■ **ASSIGNMENT**
In the records that follow, find each line containing "WebSocketUpgrade" and copy it.

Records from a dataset

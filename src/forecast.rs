//! Autoregressive multi-step forecasting.
//!
//! Each step feeds the model's own prediction back into the window, so
//! small early errors compound over the horizon; a few months is the
//! usefully accurate range for volatile series. That degradation is a
//! property of the method, not a defect.

use crate::data::{MonthlySeries, YearMonth};
use crate::error::{ForecastError, Result};
use crate::model::LstmNetwork;
use crate::preprocess::MinMaxScaler;

/// One forecast month on the original value scale
#[derive(Debug, Clone, Copy, PartialEq)]
pub struct ForecastRow {
    pub year: i32,
    pub month: u32,
    pub value: f64,
}

/// Ordered forecast rows starting the month after the last observation.
///
/// Derived, never persisted by the core; export is the presentation
/// layer's concern.
#[derive(Debug, Clone, PartialEq)]
pub struct ForecastResult {
    rows: Vec<ForecastRow>,
}

impl ForecastResult {
    pub fn rows(&self) -> &[ForecastRow] {
        &self.rows
    }

    pub fn values(&self) -> Vec<f64> {
        self.rows.iter().map(|r| r.value).collect()
    }

    pub fn len(&self) -> usize {
        self.rows.len()
    }

    pub fn is_empty(&self) -> bool {
        self.rows.is_empty()
    }
}

/// Forecast `horizon_months` ahead of the series end.
///
/// Seeds the recurrence with the scaled last `time_steps` observations,
/// then iterates, maintaining a fixed-length window. All predictions are
/// inverse-transformed at the end; a non-finite value anywhere fails the
/// request with `ForecastNumerical`.
pub fn forecast(
    network: &LstmNetwork,
    series: &MonthlySeries,
    horizon_months: usize,
    scaler: &MinMaxScaler,
    time_steps: usize,
) -> Result<ForecastResult> {
    if horizon_months == 0 {
        return Err(ForecastError::InvalidParameter(
            "horizon_months must be positive".to_string(),
        ));
    }
    let values = series.values();
    if values.len() < time_steps {
        return Err(ForecastError::InsufficientHistory {
            actual: values.len(),
            required: time_steps,
        });
    }
    let last_month = series.last_month().ok_or_else(|| {
        ForecastError::SeriesUnavailable("cannot forecast from an empty series".to_string())
    })?;

    let scaled = scaler.transform_all(&values);
    let mut window: Vec<f64> = scaled[scaled.len() - time_steps..].to_vec();

    let mut predictions = Vec::with_capacity(horizon_months);
    for step in 0..horizon_months {
        let pred = network.predict_window(&window);
        if !pred.is_finite() {
            return Err(ForecastError::ForecastNumerical(format!(
                "non-finite prediction at step {}",
                step + 1
            )));
        }
        predictions.push(pred);
        window.remove(0);
        window.push(pred);
    }

    let mut rows = Vec::with_capacity(horizon_months);
    let mut month = last_month;
    for pred in predictions {
        month = month.succ();
        let value = scaler.inverse_transform(pred);
        if !value.is_finite() {
            return Err(ForecastError::ForecastNumerical(format!(
                "non-finite value after inverse transform for {}",
                month
            )));
        }
        rows.push(ForecastRow {
            year: month.year,
            month: month.month,
            value,
        });
    }

    Ok(ForecastResult { rows })
}
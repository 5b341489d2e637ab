use auto_forecast::{
    EntityKey, ForecastError, ForecastPipeline, ModelSource, ModelStore, PipelineConfig,
    TrainingConfig,
};
use polars::prelude::*;
use std::time::Duration;

const START_YEAR: i32 = 2023;

// Wide table with one region row holding `values` starting at 2023-01
fn region_table(region: &str, values: &[f64]) -> DataFrame {
    let mut columns = vec![Series::new("region", &[region])];
    let mut year = START_YEAR;
    let mut month = 1u32;
    for &v in values {
        columns.push(Series::new(&format!("{year:04}-{month:02}"), &[v]));
        month += 1;
        if month > 12 {
            month = 1;
            year += 1;
        }
    }
    DataFrame::new(columns).unwrap()
}

// Small, seeded configuration so tests stay fast and reproducible
fn test_config(seed: u64) -> PipelineConfig {
    PipelineConfig {
        time_steps: 12,
        recent_window: 6,
        training: TrainingConfig {
            units: 10,
            epochs: 150,
            batch_size: 4,
            loss_threshold: 0.01,
            seed: Some(seed),
            ..TrainingConfig::default()
        },
    }
}

fn pipeline_in(dir: &tempfile::TempDir, seed: u64) -> ForecastPipeline {
    let store = ModelStore::open(dir.path().join("models")).unwrap();
    ForecastPipeline::with_config(store, test_config(seed)).unwrap()
}

#[test]
fn linear_trend_forecast_stays_in_a_sane_band() {
    // 24 months of linear growth: 100, 105, ..., 215
    let values: Vec<f64> = (0..24).map(|i| 100.0 + 5.0 * i as f64).collect();
    let table = region_table("Germany", &values);
    let dir = tempfile::TempDir::new().unwrap();
    let pipeline = pipeline_in(&dir, 42);

    let outcome = pipeline
        .run(&table, &EntityKey::region("Germany"), 3)
        .unwrap();

    assert_eq!(outcome.source, ModelSource::Trained);
    assert_eq!(outcome.result.len(), 3);
    // Forecast months continue right after 2024-12 and roll the year over
    let labels: Vec<(i32, u32)> = outcome
        .result
        .rows()
        .iter()
        .map(|r| (r.year, r.month))
        .collect();
    assert_eq!(labels, vec![(2025, 1), (2025, 2), (2025, 3)]);
    // Autoregressive error compounds, so assert a tolerance band rather
    // than exact trend continuation
    for row in outcome.result.rows() {
        assert!(row.value.is_finite());
        assert!(
            row.value > 0.0 && row.value < 600.0,
            "forecast {} out of band",
            row.value
        );
    }
}

#[test]
fn discontinued_series_is_rejected_before_training() {
    // Last 6 months are all zero
    let mut values: Vec<f64> = (0..18).map(|i| 100.0 + i as f64).collect();
    values.extend([0.0; 6]);
    let table = region_table("Ghost", &values);
    let dir = tempfile::TempDir::new().unwrap();
    let pipeline = pipeline_in(&dir, 1);

    let err = pipeline
        .run(&table, &EntityKey::region("Ghost"), 3)
        .unwrap_err();
    assert!(matches!(err, ForecastError::SeriesUnavailable(_)));

    // Nothing may have been cached for the rejected entity
    let models = dir.path().join("models");
    assert_eq!(std::fs::read_dir(models).unwrap().count(), 0);
}

#[test]
fn diverged_training_caches_nothing() {
    let values: Vec<f64> = (0..24).map(|i| 100.0 + 5.0 * i as f64).collect();
    let table = region_table("Germany", &values);
    let dir = tempfile::TempDir::new().unwrap();

    // An absurd learning rate overflows the forward pass within an epoch
    let mut config = test_config(3);
    config.training.learning_rate = 1e100;
    let store = ModelStore::open(dir.path().join("models")).unwrap();
    let pipeline = ForecastPipeline::with_config(store, config).unwrap();

    let err = pipeline
        .run(&table, &EntityKey::region("Germany"), 3)
        .unwrap_err();
    assert!(matches!(err, ForecastError::TrainingDivergence { .. }));

    // Neither artifacts nor the training lock may survive the failed run
    let models = dir.path().join("models");
    assert_eq!(std::fs::read_dir(models).unwrap().count(), 0);
}

#[test]
fn short_series_is_insufficient_history() {
    let values: Vec<f64> = (0..10).map(|i| 100.0 + i as f64).collect();
    let table = region_table("Andorra", &values);
    let dir = tempfile::TempDir::new().unwrap();
    let pipeline = pipeline_in(&dir, 1);

    let err = pipeline
        .run(&table, &EntityKey::region("Andorra"), 3)
        .unwrap_err();
    assert!(matches!(
        err,
        ForecastError::InsufficientHistory { actual: 10, required: 13 }
    ));
}

#[test]
fn second_call_hits_the_cache_and_repeats_the_forecast() {
    let values: Vec<f64> = (0..24).map(|i| 100.0 + 5.0 * i as f64).collect();
    let table = region_table("Germany", &values);
    let dir = tempfile::TempDir::new().unwrap();
    let pipeline = pipeline_in(&dir, 7);
    let key = EntityKey::region("Germany");

    let first = pipeline.run(&table, &key, 6).unwrap();
    assert_eq!(first.source, ModelSource::Trained);

    let second = pipeline.run(&table, &key, 6).unwrap();
    assert_eq!(second.source, ModelSource::Cache);
    // Loaded weights are the saved weights, so the forecast is identical
    assert_eq!(first.result, second.result);
}

#[test]
fn appended_month_forces_a_retrain() {
    let values: Vec<f64> = (0..24).map(|i| 100.0 + 5.0 * i as f64).collect();
    let dir = tempfile::TempDir::new().unwrap();
    let pipeline = pipeline_in(&dir, 7);
    let key = EntityKey::region("Germany");

    let first = pipeline.run(&region_table("Germany", &values), &key, 3).unwrap();
    assert_eq!(first.source, ModelSource::Trained);

    // A new month lands; the cached model is now stale
    let mut longer = values.clone();
    longer.push(220.0);
    let third = pipeline.run(&region_table("Germany", &longer), &key, 3).unwrap();
    assert_eq!(third.source, ModelSource::Trained);
}

#[test]
fn training_lock_blocks_a_competing_request() {
    let values: Vec<f64> = (0..24).map(|i| 100.0 + 5.0 * i as f64).collect();
    let table = region_table("Germany", &values);
    let dir = tempfile::TempDir::new().unwrap();

    let store = ModelStore::open(dir.path().join("models"))
        .unwrap()
        .with_lock_wait(Duration::from_millis(50));
    let pipeline = ForecastPipeline::with_config(store.clone(), test_config(7)).unwrap();
    let key = EntityKey::region("Germany");

    let _guard = store.lock(&key).unwrap();
    let err = pipeline.run(&table, &key, 3).unwrap_err();
    assert!(matches!(err, ForecastError::StoreBusy(_)));
}

#[test]
fn one_bad_entity_leaves_other_artifacts_alone() {
    let good: Vec<f64> = (0..24).map(|i| 100.0 + 5.0 * i as f64).collect();
    let dir = tempfile::TempDir::new().unwrap();
    let pipeline = pipeline_in(&dir, 3);
    let good_key = EntityKey::region("Germany");

    pipeline
        .run(&region_table("Germany", &good), &good_key, 3)
        .unwrap();
    let cached: Vec<_> = std::fs::read_dir(dir.path().join("models"))
        .unwrap()
        .map(|e| e.unwrap().file_name())
        .collect();
    assert_eq!(cached.len(), 2);

    // A failing request for another key must not touch the cached pair
    let short: Vec<f64> = vec![1.0; 5];
    assert!(pipeline
        .run(&region_table("France", &short), &EntityKey::region("France"), 3)
        .is_err());
    let after: Vec<_> = std::fs::read_dir(dir.path().join("models"))
        .unwrap()
        .map(|e| e.unwrap().file_name())
        .collect();
    assert_eq!(cached.len(), after.len());
}
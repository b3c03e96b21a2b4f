//! HTTP surface: the chat page at `/` and the WebSocket endpoint at `/ws`.

use std::{future::Future, io, net::SocketAddr, path::PathBuf};

use axum::{
    Router,
    extract::{ConnectInfo, State, WebSocketUpgrade},
    response::Response,
    routing::get,
};
use tokio::net::TcpListener;
use tower_http::{services::ServeFile, trace::TraceLayer};
use tracing::{info, warn};

use crate::{connection, hub::HubHandle, transport};

/// Builds the application router around a running hub.
pub fn router(hub: HubHandle, index: impl Into<PathBuf>) -> Router {
    Router::new()
        .route("/ws", get(upgrade))
        .route_service("/", ServeFile::new(index.into()))
        .layer(TraceLayer::new_for_http())
        .with_state(hub)
}

async fn upgrade(
    State(hub): State<HubHandle>,
    ConnectInfo(peer): ConnectInfo<SocketAddr>,
    ws: WebSocketUpgrade,
) -> Response {
    let limit = hub.config().max_frame_bytes;
    ws.max_message_size(limit)
        .max_frame_size(limit)
        .on_failed_upgrade(move |err| warn!(%peer, error = %err, "websocket upgrade failed"))
        .on_upgrade(move |socket| async move {
            let (source, sink) = transport::split_websocket(socket);
            connection::accept(&hub, source, sink, Some(peer.to_string()));
        })
}

/// Serves `app` on `listener` until `shutdown` resolves.
pub async fn serve<F>(listener: TcpListener, app: Router, shutdown: F) -> io::Result<()>
where
    F: Future<Output = ()> + Send + 'static,
{
    axum::serve(
        listener,
        app.into_make_service_with_connect_info::<SocketAddr>(),
    )
    .with_graceful_shutdown(shutdown)
    .await
}

/// Serves until Ctrl-C.
pub async fn serve_until_ctrl_c(listener: TcpListener, app: Router) -> io::Result<()> {
    serve(listener, app, async {
        match tokio::signal::ctrl_c().await {
            Ok(()) => info!("shutting down"),
            Err(err) => warn!(error = ?err, "failed to install ctrl-c handler"),
        }
    })
    .await
}
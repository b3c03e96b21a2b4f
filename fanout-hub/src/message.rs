//! Text shaping for chat lines: what comes in off a frame and what goes out in a batch.

use std::sync::Arc;

const LINE_TERMINATOR: char = '\n';

/// Decodes a frame payload, collapses embedded newlines to spaces and trims
/// surrounding whitespace.
pub fn normalize(payload: &[u8]) -> String {
    String::from_utf8_lossy(payload)
        .replace(LINE_TERMINATOR, " ")
        .trim()
        .to_string()
}

/// Prefixes a message body with its sender's display name.
pub fn chat_line(name: &str, body: &str) -> String {
    format!("{name}: {body}")
}

/// Joins queued lines into one frame body, each line followed by a terminator.
pub fn frame_batch<I>(first: Arc<str>, rest: I) -> String
where
    I: IntoIterator<Item = Arc<str>>,
{
    let mut batch = String::with_capacity(first.len() + 1);
    batch.push_str(&first);
    batch.push(LINE_TERMINATOR);
    for line in rest {
        batch.push_str(&line);
        batch.push(LINE_TERMINATOR);
    }
    batch
}
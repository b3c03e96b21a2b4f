//! Tunables shared by the hub and every connection pump.

use std::time::Duration;

use crate::error::ConfigError;

pub const DEFAULT_QUEUE_CAPACITY: usize = 256;
pub const DEFAULT_MAX_FRAME_BYTES: usize = 1024;
pub const DEFAULT_PING_INTERVAL: Duration = Duration::from_secs(54);
pub const DEFAULT_PONG_WAIT: Duration = Duration::from_secs(60);
pub const DEFAULT_WRITE_WAIT: Duration = Duration::from_secs(10);

/// Limits and timers applied to every connection.
///
/// The ping interval must stay below the pong wait so a healthy peer always
/// has a chance to answer before its read deadline lapses.
#[derive(Debug, Clone, Copy, PartialEq, Eq)]
pub struct HubConfig {
    /// Messages buffered per connection before it is evicted.
    pub queue_capacity: usize,
    /// Largest inbound frame accepted, in bytes.
    pub max_frame_bytes: usize,
    /// How often the outbound pump pings the peer.
    pub ping_interval: Duration,
    /// How long the inbound pump waits for a pong before giving up.
    pub pong_wait: Duration,
    /// Upper bound on any single write.
    pub write_wait: Duration,
}

impl Default for HubConfig {
    fn default() -> Self {
        Self {
            queue_capacity: DEFAULT_QUEUE_CAPACITY,
            max_frame_bytes: DEFAULT_MAX_FRAME_BYTES,
            ping_interval: DEFAULT_PING_INTERVAL,
            pong_wait: DEFAULT_PONG_WAIT,
            write_wait: DEFAULT_WRITE_WAIT,
        }
    }
}

impl HubConfig {
    pub fn validate(self) -> Result<Self, ConfigError> {
        if self.queue_capacity == 0 {
            return Err(ConfigError::ZeroQueueCapacity);
        }
        if self.max_frame_bytes == 0 {
            return Err(ConfigError::ZeroFrameLimit);
        }
        if self.write_wait.is_zero() {
            return Err(ConfigError::ZeroWriteWait);
        }
        if self.ping_interval.is_zero() {
            return Err(ConfigError::ZeroPingInterval);
        }
        if self.ping_interval >= self.pong_wait {
            return Err(ConfigError::PingNotBeforeDeadline {
                ping_interval: self.ping_interval,
                pong_wait: self.pong_wait,
            });
        }
        Ok(self)
    }
}
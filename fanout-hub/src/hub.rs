//! The hub owns the set of live connections and fans broadcasts out to them.
//!
//! All membership changes and every broadcast pass run on a single task,
//! in the order their requests are pulled off the intake channels. Pumps only
//! ever talk to the hub through a [`HubHandle`], so the live set needs no lock.

use std::{
    collections::HashMap,
    fmt,
    sync::{
        Arc,
        atomic::{AtomicU64, Ordering},
    },
};

use tokio::sync::{
    mpsc::{self, error::TrySendError},
    oneshot,
};
use tracing::{debug, info, warn};

use crate::{
    config::HubConfig,
    error::{ConfigError, HubClosed},
};

/// Pending broadcasts held before publishers have to wait on the hub.
const BROADCAST_BACKLOG: usize = 64;

/// Opaque identity of one accepted connection. Used only for membership.
#[derive(Debug, Clone, Copy, PartialEq, Eq, Hash, PartialOrd, Ord)]
pub struct ConnectionId(u64);

impl fmt::Display for ConnectionId {
    fn fmt(&self, f: &mut fmt::Formatter<'_>) -> fmt::Result {
        write!(f, "#{}", self.0)
    }
}

/// Sending side of a connection's outbound queue. Only the hub holds it, so
/// dropping it is how the queue gets closed.
pub type Outbox = mpsc::Sender<Arc<str>>;

struct Registration {
    id: ConnectionId,
    outbox: Outbox,
}

enum HubQuery {
    Members {
        respond_to: oneshot::Sender<Vec<ConnectionId>>,
    },
}

/// Cloneable entry point into a running hub.
#[derive(Clone)]
pub struct HubHandle {
    register_tx: mpsc::UnboundedSender<Registration>,
    unregister_tx: mpsc::UnboundedSender<ConnectionId>,
    broadcast_tx: mpsc::Sender<Arc<str>>,
    query_tx: mpsc::UnboundedSender<HubQuery>,
    next_id: Arc<AtomicU64>,
    config: HubConfig,
}

impl HubHandle {
    pub fn config(&self) -> HubConfig {
        self.config
    }

    pub fn next_connection_id(&self) -> ConnectionId {
        ConnectionId(self.next_id.fetch_add(1, Ordering::Relaxed))
    }

    /// Adds a connection to the live set. Each id should register once.
    pub fn register(&self, id: ConnectionId, outbox: Outbox) -> Result<(), HubClosed> {
        self.register_tx
            .send(Registration { id, outbox })
            .map_err(|_| HubClosed)
    }

    /// Removes a connection and closes its outbound queue. Safe to repeat.
    ///
    /// Synchronous so it can run from a `Drop` impl.
    pub fn unregister(&self, id: ConnectionId) -> Result<(), HubClosed> {
        self.unregister_tx.send(id).map_err(|_| HubClosed)
    }

    /// Queues a line for delivery to every live connection, the sender included.
    pub async fn broadcast(&self, line: impl Into<Arc<str>>) -> Result<(), HubClosed> {
        self.broadcast_tx
            .send(line.into())
            .await
            .map_err(|_| HubClosed)
    }

    /// Snapshot of the live set, sorted by id.
    pub async fn members(&self) -> Result<Vec<ConnectionId>, HubClosed> {
        let (respond_to, response) = oneshot::channel();
        self.query_tx
            .send(HubQuery::Members { respond_to })
            .map_err(|_| HubClosed)?;
        response.await.map_err(|_| HubClosed)
    }

    pub async fn connection_count(&self) -> Result<usize, HubClosed> {
        Ok(self.members().await?.len())
    }
}

/// The coordinating task's state. Built with [`Hub::new`], driven by [`Hub::run`].
pub struct Hub {
    clients: HashMap<ConnectionId, Outbox>,
    register_rx: mpsc::UnboundedReceiver<Registration>,
    unregister_rx: mpsc::UnboundedReceiver<ConnectionId>,
    broadcast_rx: mpsc::Receiver<Arc<str>>,
    query_rx: mpsc::UnboundedReceiver<HubQuery>,
}

impl Hub {
    pub fn new(config: HubConfig) -> Result<(Self, HubHandle), ConfigError> {
        let config = config.validate()?;
        let (register_tx, register_rx) = mpsc::unbounded_channel();
        let (unregister_tx, unregister_rx) = mpsc::unbounded_channel();
        let (broadcast_tx, broadcast_rx) = mpsc::channel(BROADCAST_BACKLOG);
        let (query_tx, query_rx) = mpsc::unbounded_channel();

        let hub = Self {
            clients: HashMap::new(),
            register_rx,
            unregister_rx,
            broadcast_rx,
            query_rx,
        };
        let handle = HubHandle {
            register_tx,
            unregister_tx,
            broadcast_tx,
            query_tx,
            next_id: Arc::new(AtomicU64::new(1)),
            config,
        };
        Ok((hub, handle))
    }

    /// Builds a hub and runs it on the current Tokio runtime.
    pub fn spawn(config: HubConfig) -> Result<HubHandle, ConfigError> {
        let (hub, handle) = Self::new(config)?;
        tokio::spawn(hub.run());
        Ok(handle)
    }

    /// Processes requests one at a time until every handle is dropped.
    ///
    /// Membership changes are polled ahead of broadcasts so a registration
    /// sent before a broadcast is always applied first.
    pub async fn run(mut self) {
        loop {
            tokio::select! {
                biased;
                Some(Registration { id, outbox }) = self.register_rx.recv() => {
                    self.register(id, outbox);
                }
                Some(id) = self.unregister_rx.recv() => self.unregister(id),
                Some(query) = self.query_rx.recv() => self.answer(query),
                Some(line) = self.broadcast_rx.recv() => self.broadcast(line),
                else => break,
            }
        }
        debug!(remaining = self.clients.len(), "hub stopped");
    }

    fn register(&mut self, id: ConnectionId, outbox: Outbox) {
        if self.clients.insert(id, outbox).is_some() {
            warn!(connection = %id, "connection registered twice; keeping newest queue");
        }
        info!(connection = %id, live = self.clients.len(), "connection registered");
    }

    fn unregister(&mut self, id: ConnectionId) {
        // Dropping the outbox closes the queue and wakes the outbound pump.
        if self.clients.remove(&id).is_some() {
            info!(connection = %id, live = self.clients.len(), "connection unregistered");
        }
    }

    fn broadcast(&mut self, line: Arc<str>) {
        self.clients
            .retain(|id, outbox| match outbox.try_send(Arc::clone(&line)) {
                Ok(()) => true,
                Err(TrySendError::Full(_)) => {
                    warn!(connection = %id, "outbound queue full; evicting connection");
                    false
                }
                Err(TrySendError::Closed(_)) => {
                    debug!(connection = %id, "outbound pump already gone; dropping connection");
                    false
                }
            });
    }

    fn answer(&self, query: HubQuery) {
        match query {
            HubQuery::Members { respond_to } => {
                let mut members: Vec<_> = self.clients.keys().copied().collect();
                members.sort_unstable();
                let _ = respond_to.send(members);
            }
        }
    }
}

■ **ANSWER SPACE**
    extract::{ConnectInfo, State, WebSocketUpgrade},
    ws: WebSocketUpgrade,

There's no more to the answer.